Collect the lines of the entries where "TargetRect" shows up.

┌────────

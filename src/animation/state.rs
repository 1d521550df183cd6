use crate::{
    face::descriptor::FaceDescriptor,
    foundation::{
        core::{TargetRect, Vec2},
        error::ChernoffResult,
    },
    render::{command::DrawSurface, painter::FacePainter},
};

/// A value that can describe one frame of an animation.
pub trait AnimationState: Sized {
    /// Blend between `start` (t = 0) and `end` (t = 1). `t` is not clamped.
    fn interpolate(start: &Self, end: &Self, t: f64) -> Self;
}

impl AnimationState for f64 {
    fn interpolate(start: &Self, end: &Self, t: f64) -> Self {
        start + (end - start) * t
    }
}

impl AnimationState for Vec2 {
    fn interpolate(start: &Self, end: &Self, t: f64) -> Self {
        Vec2::new(
            start.x + (end.x - start.x) * t,
            start.y + (end.y - start.y) * t,
        )
    }
}

/// Consumes animation frames, typically by rendering them.
///
/// Called once per frame with the interpolated state. An error aborts the run and is returned to
/// whoever started it.
pub trait Animator<S> {
    fn animate(&mut self, state: &S) -> ChernoffResult<()>;
}

impl<S, F> Animator<S> for F
where
    F: FnMut(&S) -> ChernoffResult<()>,
{
    fn animate(&mut self, state: &S) -> ChernoffResult<()> {
        self(state)
    }
}

/// Renders each animated face into a fixed rectangle of a surface.
#[derive(Debug)]
pub struct FaceAnimator<D> {
    painter: FacePainter,
    rect: TargetRect,
    surface: D,
    frames: u64,
}

impl<D: DrawSurface> FaceAnimator<D> {
    pub fn new(painter: FacePainter, rect: TargetRect, surface: D) -> ChernoffResult<Self> {
        rect.validate()?;
        Ok(Self {
            painter,
            rect,
            surface,
            frames: 0,
        })
    }

    pub fn surface(&self) -> &D {
        &self.surface
    }

    pub fn surface_mut(&mut self) -> &mut D {
        &mut self.surface
    }

    pub fn into_surface(self) -> D {
        self.surface
    }

    /// Frames drawn so far.
    pub fn frames(&self) -> u64 {
        self.frames
    }
}

impl<D: DrawSurface> Animator<FaceDescriptor> for FaceAnimator<D> {
    fn animate(&mut self, state: &FaceDescriptor) -> ChernoffResult<()> {
        self.painter.draw(&mut self.surface, state, self.rect)?;
        self.frames += 1;
        Ok(())
    }
}

#[cfg(test)]
#[path = "../../tests/unit/animation/state.rs"]
mod tests;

└────────

• Answer for the task:
        core::{TargetRect, Vec2},
    rect: TargetRect,
    pub fn new(painter: FacePainter, rect: TargetRect, surface: D) -> ChernoffResult<Self> {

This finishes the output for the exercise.